A continuación el sonidista narra la experiencia que lo hizo tomar la decisión de no continuar con ese trabajo.

“Yo, personalmente pedí el dejar de hacer ese tipo de trabajo, precisamente un día que en Castellón me tocó estar en el callejón y me cabreé mucho al escuchar a un toro, al cual el torero falló cuatro veces con el estoque y harto de escuchar al pobre animal me quité los auriculares… No tuve bastante, que mientras agonizaba, escupía, se ahogaba en su sangre, se vino a morir justo pegado a mi, apoyado sobre las maderas mientras daba pasmos y su mirada ensangrentada y con lágrimas, sí lágrimas, sean o no sean de dolor, se cruzó con la mía y no nos la perdimos hasta que un inútil… Falló dos veces con el descabello, al que le dije de todo”.

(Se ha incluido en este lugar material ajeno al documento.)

//! Per-image action permissions.
//!
//! Which actions the console offers on an image row depends on the image's
//! status, on whether the requesting user created it, and on the user's page
//! access grants.

use serde::{Deserialize, Serialize};

use crate::models::{Image, ImageStatus};

/// Page-level grants of the requesting user.
#[derive(Debug, Clone, Copy, Default, PartialEq, Eq)]
pub struct PageAccess {
    /// May share images they created.
    pub share_own: bool,
    /// May re-share images shared with them.
    pub share_received: bool,
    /// May terminate images they created.
    pub terminate_own: bool,
}

/// Actions available to a user on one image.
#[derive(Debug, Clone, Copy, Serialize, Deserialize, PartialEq, Eq)]
#[serde(rename_all = "camelCase")]
pub struct ImageUserPermissions {
    /// The share action is offered.
    pub can_share: bool,
    /// The terminate action is offered.
    pub can_terminate: bool,
}

/// Evaluate the actions `username` may perform on `image`.
///
/// Only active images can be shared; owners need the share-own grant,
/// recipients the share-received grant. Terminating requires ownership, the
/// terminate grant, and an active or failed image.
#[must_use]
pub fn user_image_permissions(
    username: &str,
    image: &Image,
    access: PageAccess,
) -> ImageUserPermissions {
    let is_owner = image.user == username;

    let can_terminate = matches!(image.status, ImageStatus::Active | ImageStatus::Failed)
        && is_owner
        && access.terminate_own;

    let can_share = image.status == ImageStatus::Active
        && if is_owner {
            access.share_own
        } else {
            access.share_received
        };

    ImageUserPermissions {
        can_share,
        can_terminate,
    }
}
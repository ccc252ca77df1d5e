//! Configuration structures for console clients.
//!
//! Connection settings for the backend services the console talks to,
//! validated at construction time.

use crate::Error;
use secrecy::SecretString;
use serde::{Deserialize, Serialize};
use std::time::Duration;
use url::Url;
use validator::Validate;

/// Configuration for the console's backend connections.
#[derive(Debug, Clone, Serialize, Deserialize, Validate)]
pub struct ConsoleConfig {
    /// Image directory service base URL
    #[validate(url)]
    pub directory_url: String,

    /// Access token presented to the directory service on the user's behalf
    #[serde(skip_serializing, default)]
    pub access_token: Option<SecretString>,

    /// Whether to verify TLS certificates
    #[serde(default = "default_tls_verify")]
    pub tls_verify: bool,

    /// Request timeout in seconds
    #[validate(range(min = 1, max = 300))]
    #[serde(default = "default_request_timeout_secs")]
    pub request_timeout_secs: u64,

    /// Maximum number of retry attempts
    #[validate(range(min = 0, max = 10))]
    #[serde(default = "default_max_retries")]
    pub max_retries: u32,
}

const fn default_tls_verify() -> bool {
    true
}

const fn default_request_timeout_secs() -> u64 {
    30
}

const fn default_max_retries() -> u32 {
    3
}

impl ConsoleConfig {
    /// Create a new configuration for the given directory service URL.
    ///
    /// # Errors
    ///
    /// Returns an error if the URL is invalid or validation fails.
    pub fn new(directory_url: impl Into<String>) -> Result<Self, Error> {
        let config = Self {
            directory_url: directory_url.into(),
            access_token: None,
            tls_verify: default_tls_verify(),
            request_timeout_secs: default_request_timeout_secs(),
            max_retries: default_max_retries(),
        };

        config
            .validate()
            .map_err(|e| Error::ConfigError(format!("Invalid configuration: {e}")))?;

        Ok(config)
    }

    /// Set the access token.
    #[must_use]
    pub fn with_access_token(mut self, token: impl Into<String>) -> Self {
        self.access_token = Some(SecretString::from(token.into()));
        self
    }

    /// Set whether to verify TLS certificates.
    #[must_use]
    pub const fn with_tls_verify(mut self, verify: bool) -> Self {
        self.tls_verify = verify;
        self
    }

    /// Set request timeout in seconds.
    #[must_use]
    pub const fn with_timeout(mut self, seconds: u64) -> Self {
        self.request_timeout_secs = seconds;
        self
    }

    /// Set maximum retry attempts.
    #[must_use]
    pub const fn with_max_retries(mut self, retries: u32) -> Self {
        self.max_retries = retries;
        self
    }

    /// Get the request timeout as a [`Duration`].
    #[must_use]
    pub const fn timeout(&self) -> Duration {
        Duration::from_secs(self.request_timeout_secs)
    }

    /// Parse and validate the directory service URL.
    ///
    /// # Errors
    ///
    /// Returns an error if the URL cannot be parsed.
    pub fn parse_directory_url(&self) -> Result<Url, Error> {
        Url::parse(&self.directory_url)
            .map_err(|e| Error::ConfigError(format!("Invalid directory URL: {e}")))
    }
}

impl Default for ConsoleConfig {
    fn default() -> Self {
        Self {
            directory_url: "http://localhost:8080".to_string(),
            access_token: None,
            tls_verify: default_tls_verify(),
            request_timeout_secs: default_request_timeout_secs(),
            max_retries: default_max_retries(),
        }
    }
}
//! # databench-core
//!
//! Core types and utilities for the Databench self-service console.
//!
//! This crate provides the foundational pieces shared by the console crates:
//! error handling, HTTP client utilities, and configuration.
//!
//! ## Modules
//!
//! - [`error`] - Error types with stable error codes
//! - [`types`] - Backend service enumeration
//! - [`config`] - Configuration structures for console clients
//! - [`client`] - HTTP client utilities and retry logic

#![deny(missing_docs)]
#![deny(clippy::all)]
#![warn(clippy::pedantic)]
#![allow(clippy::module_name_repetitions)]

pub mod client;
pub mod config;
pub mod error;
pub mod types;

// Re-export commonly used types
pub use error::{Error, Result};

Sepulveda cierra su testimonio aclarando que es una posición personal y que duda que un seguidor de la tauromaquia cambie de manera de pensar.

“Ahí acabó mi temporada torera de por vida. Son sentimientos personales y lo mas probable es que a un amante de “la fiesta” le parezca ridículo, pero para mi, más ridículo es cuando después de semejante carnicería, giras la vista al público y los ves allí aplaudiendo, comiendo su bocata sin inmutarse, ni habiendo visto y oído lo que yo”.